■ Work required
What lines of the material below hold the string "serde"? Copy them out.

■ Exercise materials
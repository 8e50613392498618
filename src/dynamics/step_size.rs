//! Trainable step sizes of the learned leapfrog.

#[cfg(feature = "serde-serialize")]
use serde::{Deserialize, Serialize};

use super::config::check_step_size;
use crate::error::{ConfigError, ShapeError, ShapeKind};
use crate::Real;

/// One position and one momentum step size per leapfrog step.
///
/// The kernel only reads them, they are written by an external optimizer through
/// [`StepSizes::set_xeps`] and [`StepSizes::set_veps`] which keep them strictly positive.
/// Fixed step sizes (see [`crate::dynamics::DynamicsConfig::eps_fixed`]) refuse every write.
///
/// # Example
/// ```
/// # use lattice_l2hmc::dynamics::StepSizes;
/// let mut step_sizes = StepSizes::new(3, 0.1_f64);
/// step_sizes.set_xeps(2, 0.05_f64).unwrap();
/// assert_eq!(step_sizes.xeps(2), Some(0.05_f64));
/// assert!(step_sizes.set_veps(0, -1_f64).is_err());
/// assert!(step_sizes.set_veps(3, 1_f64).is_err());
///
/// let mut fixed = step_sizes.with_fixed(true);
/// assert!(fixed.set_xeps(0, 0.2_f64).is_err());
/// assert_eq!(fixed.xeps(2), Some(0.05_f64));
/// ```
#[derive(Clone, Debug, PartialEq)]
#[cfg_attr(feature = "serde-serialize", derive(Serialize, Deserialize))]
pub struct StepSizes {
    xeps: Vec<Real>,
    veps: Vec<Real>,
    #[cfg_attr(feature = "serde-serialize", serde(default))]
    fixed: bool,
}

impl StepSizes {
    /// Every step size set to `eps`.
    #[must_use]
    pub fn new(nleapfrog: usize, eps: Real) -> Self {
        Self {
            xeps: vec![eps; nleapfrog],
            veps: vec![eps; nleapfrog],
            fixed: false,
        }
    }

    /// Set whether the step sizes are fixed.
    #[must_use]
    pub fn with_fixed(mut self, fixed: bool) -> Self {
        self.fixed = fixed;
        self
    }

    /// Whether the step sizes refuse writes.
    #[must_use]
    #[inline]
    pub const fn is_fixed(&self) -> bool {
        self.fixed
    }

    /// Create the store from the step sizes.
    ///
    /// # Errors
    /// Returns [`ConfigError::ParameterMismatch`] if the vectors have different lengths and
    /// [`ConfigError::NonPositiveStepSize`] if a value is not strictly positive.
    pub fn from_vecs(xeps: Vec<Real>, veps: Vec<Real>) -> Result<Self, ConfigError> {
        ShapeError::check(ShapeKind::StepSize, xeps.len(), veps.len())?;
        for eps in xeps.iter().chain(veps.iter()) {
            check_step_size(*eps)?;
        }
        Ok(Self {
            xeps,
            veps,
            fixed: false,
        })
    }

    /// Check that there is one value per leapfrog step and that the values are valid.
    ///
    /// # Errors
    /// Same as [`StepSizes::from_vecs`].
    pub fn check(&self, nleapfrog: usize) -> Result<(), ConfigError> {
        ShapeError::check(ShapeKind::StepSize, nleapfrog, self.xeps.len())?;
        ShapeError::check(ShapeKind::StepSize, nleapfrog, self.veps.len())?;
        for eps in self.xeps.iter().chain(self.veps.iter()) {
            check_step_size(*eps)?;
        }
        Ok(())
    }

    /// Position step size of a step.
    #[must_use]
    #[inline]
    pub fn xeps(&self, step: usize) -> Option<Real> {
        self.xeps.get(step).copied()
    }

    /// Momentum step size of a step.
    #[must_use]
    #[inline]
    pub fn veps(&self, step: usize) -> Option<Real> {
        self.veps.get(step).copied()
    }

    /// Both step sizes `(xeps, veps)` of a step.
    ///
    /// # Errors
    /// Returns a [`ShapeError`] if `step` is out of range.
    pub fn get(&self, step: usize) -> Result<(Real, Real), ShapeError> {
        self.xeps(step)
            .zip(self.veps(step))
            .ok_or_else(|| ShapeError::new(ShapeKind::StepSize, self.nleapfrog(), step))
    }

    /// Number of leapfrog steps.
    #[must_use]
    #[inline]
    pub fn nleapfrog(&self) -> usize {
        self.xeps.len()
    }

    /// All the position step sizes.
    #[must_use]
    #[inline]
    pub fn xeps_slice(&self) -> &[Real] {
        &self.xeps
    }

    /// All the momentum step sizes.
    #[must_use]
    #[inline]
    pub fn veps_slice(&self) -> &[Real] {
        &self.veps
    }

    /// Set the position step size of a step.
    ///
    /// # Errors
    /// Returns [`ConfigError::FixedStepSize`] if the step sizes are fixed,
    /// [`ConfigError::NonPositiveStepSize`] if `eps` is not strictly positive and
    /// [`ConfigError::ParameterMismatch`] if `step` is out of range.
    pub fn set_xeps(&mut self, step: usize, eps: Real) -> Result<(), ConfigError> {
        if self.fixed {
            return Err(ConfigError::FixedStepSize);
        }
        check_step_size(eps)?;
        let nleapfrog = self.nleapfrog();
        let value = self
            .xeps
            .get_mut(step)
            .ok_or_else(|| ShapeError::new(ShapeKind::StepSize, nleapfrog, step))?;
        *value = eps;
        Ok(())
    }

    /// Set the momentum step size of a step.
    ///
    /// # Errors
    /// Same as [`StepSizes::set_xeps`].
    pub fn set_veps(&mut self, step: usize, eps: Real) -> Result<(), ConfigError> {
        if self.fixed {
            return Err(ConfigError::FixedStepSize);
        }
        check_step_size(eps)?;
        let nleapfrog = self.nleapfrog();
        let value = self
            .veps
            .get_mut(step)
            .ok_or_else(|| ShapeError::new(ShapeKind::StepSize, nleapfrog, step))?;
        *value = eps;
        Ok(())
    }
}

■ Exercise result
#[cfg(feature = "serde-serialize")]
use serde::{Deserialize, Serialize};
#[cfg_attr(feature = "serde-serialize", derive(Serialize, Deserialize))]
    #[cfg_attr(feature = "serde-serialize", serde(default))]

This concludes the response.